Ramble on the Roof

Torrin Thatcher

My affection for sports has been brought up in conversation with two different people in two different scenarios in the past week. One of those people I consider a friend, and the other was a person I hadn’t talked to much before. The conversation with the friend was a quick question-and-answer, while the interrogation with the unfamiliar took a little bit longer. Here’s how the two played out:
The friend says to me, “Torrin, don’t you ever get tired of watching basketball?” And instead of narrowing my response to just basketball, I encompassed sports in general. The first thought that raced through my mind was how to answer this question quickly and efficiently? This is what I came up with: “No. Seriously, no. There is always something new, something exciting, and something that you may never see again. It’s not like TV or a movie where you can predict what’ll happen. It never gets old because it’s always new.”
The friend responded with a nod of the head and continued about his way, but please allow me to elaborate some more on the subject. Any game can go in the complete opposite direction from what is predicted. Here are a few examples in case you need some proof. How about Wisconsin in the 2000 NCAA tournament? Entering the tourney as an eight seed, the Badgers beat three ranked teams – Arizona, who had the one seed, LSU, and Purdue – before falling for the fourth time to those Spartans from East Lansing. They had a very average record in conference play, but they went on one of the best hot runs, such as Davidson this past year or George Mason in 2006. George Mason maybe played in one of the greatest games in tournament history when they beat the University of Connecticut by two in overtime. There are many more teams – Villanova in 1985, Gonzaga in 1999 – that have had hot streaks, and we know that these occurrences will continue to happen.
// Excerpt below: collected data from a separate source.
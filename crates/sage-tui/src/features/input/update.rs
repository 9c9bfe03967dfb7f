//! Composer keys and the send pipeline reducer.

use crossterm::event::{KeyCode, KeyEvent, KeyModifiers};
use sage_core::message::Sender;

use super::{DEFAULT_CAPTION, SendKind};
use crate::common::TaskKind;
use crate::effects::UiEffect;
use crate::events::ChatUiEvent;
use crate::state::TuiState;
use crate::{sessions, transcript};

pub fn handle_input_key(tui: &mut TuiState, key: KeyEvent) -> Vec<UiEffect> {
    let ctrl = key.modifiers.contains(KeyModifiers::CONTROL);
    let alt = key.modifiers.contains(KeyModifiers::ALT);
    let shift = key.modifiers.contains(KeyModifiers::SHIFT);

    match key.code {
        KeyCode::Enter if shift || alt => {
            tui.input.buffer.insert_newline();
            vec![]
        }
        KeyCode::Enter => send_message(tui),
        KeyCode::Char('j') if ctrl => {
            tui.input.buffer.insert_newline();
            vec![]
        }
        KeyCode::Char(c @ '1'..='4') if alt => {
            let index = (c as usize) - ('1' as usize);
            match tui.config.suggestions.get(index).cloned() {
                Some(text) if tui.is_welcome() => send_suggestion(tui, &text),
                _ => vec![],
            }
        }
        KeyCode::PageUp => {
            let page = tui.transcript.page_size();
            tui.transcript.scroll_up(page);
            vec![]
        }
        KeyCode::PageDown => {
            let page = tui.transcript.page_size();
            tui.transcript.scroll_down(page);
            vec![]
        }
        _ => {
            tui.input.buffer.input(key);
            vec![]
        }
    }
}

/// Sends the composer text, or the pending attachment with the text as
/// its caption.
///
/// Does nothing when there is neither text nor an attachment, and while a
/// previous send is still in flight (the typed text stays put).
pub fn send_message(tui: &mut TuiState) -> Vec<UiEffect> {
    if tui.input.is_blank() && tui.selected_file().is_none() {
        return vec![];
    }
    if tui.tasks.send.is_running() {
        return vec![];
    }

    let message = tui.input.text().trim().to_string();
    tui.enter_conversation();
    tui.input.clear();
    let task = tui.begin_task(TaskKind::Send);

    match tui.attachment.take() {
        Some(attachment) => {
            let caption = if message.is_empty() {
                DEFAULT_CAPTION
            } else {
                message.as_str()
            };
            let bubble = format!("📎 {}: {}", attachment.name, caption);
            transcript::render_message(&mut tui.transcript, &tui.config, bubble, Sender::User);
            tui.transcript.show_typing();
            vec![UiEffect::UploadFile {
                task,
                attachment,
                message,
            }]
        }
        None => {
            transcript::render_message(
                &mut tui.transcript,
                &tui.config,
                message.clone(),
                Sender::User,
            );
            tui.transcript.show_typing();
            vec![UiEffect::SendChat { task, message }]
        }
    }
}

/// Puts a canned prompt in the composer and sends it.
pub fn send_suggestion(tui: &mut TuiState, text: &str) -> Vec<UiEffect> {
    tui.input.set_text(text);
    send_message(tui)
}

/// Abandons the in-flight send: the indicator goes away and whatever the
/// call returns later is dropped.
pub fn cancel_send(tui: &mut TuiState) -> Vec<UiEffect> {
    if !tui.tasks.send.is_running() {
        return vec![];
    }
    let token = tui.tasks.send.cancel.take();
    tui.tasks.send.clear();
    tui.transcript.hide_typing();
    vec![UiEffect::CancelTask {
        kind: TaskKind::Send,
        token,
    }]
}

pub fn handle_chat_event(tui: &mut TuiState, event: ChatUiEvent) -> Vec<UiEffect> {
    tui.transcript.hide_typing();
    match event {
        ChatUiEvent::Replied { kind, reply } => {
            transcript::render_message(
                &mut tui.transcript,
                &tui.config,
                reply.response,
                Sender::Assistant,
            );
            if kind == SendKind::Chat
                && let Some(id) = reply.session_id
            {
                tui.sessions.set_current(Some(id));
            }
            sessions::list_sessions(tui)
        }
        ChatUiEvent::Failed { kind } => {
            transcript::render_message(
                &mut tui.transcript,
                &tui.config,
                kind.failure_text(),
                Sender::Assistant,
            );
            vec![]
        }
        ChatUiEvent::Cancelled => vec![],
    }
}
The conversation with the other person – I don’t even know her name – was about a slightly different love of sports. Someone brought up the difficulty of making decisions on a daily basis – study or go out, right sock or left sock, cake or death – and I mentioned being with my girlfriend versus watching sports. Right away, the girl at the table looked at me with pity as how I could choose sports over “hooking up,” as she so eloquently put it. I explained that it isn’t actually that hard of a decision because the volume of the television can be raised high enough to allow me to more easily listen to John Anderson or Scott Van Pelt giving me the highlights.
The girl insisted that if she was ever with a guy and he turned up the volume on the TV, she would be severely pissed, and would probably halt her actions. I then had to explain to her the situation that I am currently in.
After dating the same girl for over three-and-a-half years, my girlfriend understands that I watch or read about sports on a daily basis. My girlfriend visited this past weekend, and she actually told me that she felt bad being up here because I wasn’t able to head to the Viking Room and watch ESPN until my heart was content. I relayed this message to the unnamed girl, and she was absolutely appalled. She said, “You’re saying that in your long-distance relationship, you can’t go more than two to three days without catching a game? You can’t forfeit those days while she is here to spend time with her?”
I never said that I made my girlfriend sit with me and watch a game; it’s just that she felt bad about deterring my sports watching. It’s obvious that the brain of the unnamed questioner didn’t quite comprehend or understand the type of relationship that I am in – which I am very thankful for. This was pretty much the end of our conversation, as I got up and left the table.
I then started to see how this situation would look if I turned it around a little bit. Say this girl had a boyfriend that she took shopping on one of his weekend visits? Isn’t that something that she likes to do, can do anytime, and something the dude doesn’t like to do too much? I tend to think so.
On a final note of sports or death, I pick death … I mean sports. I meant sports.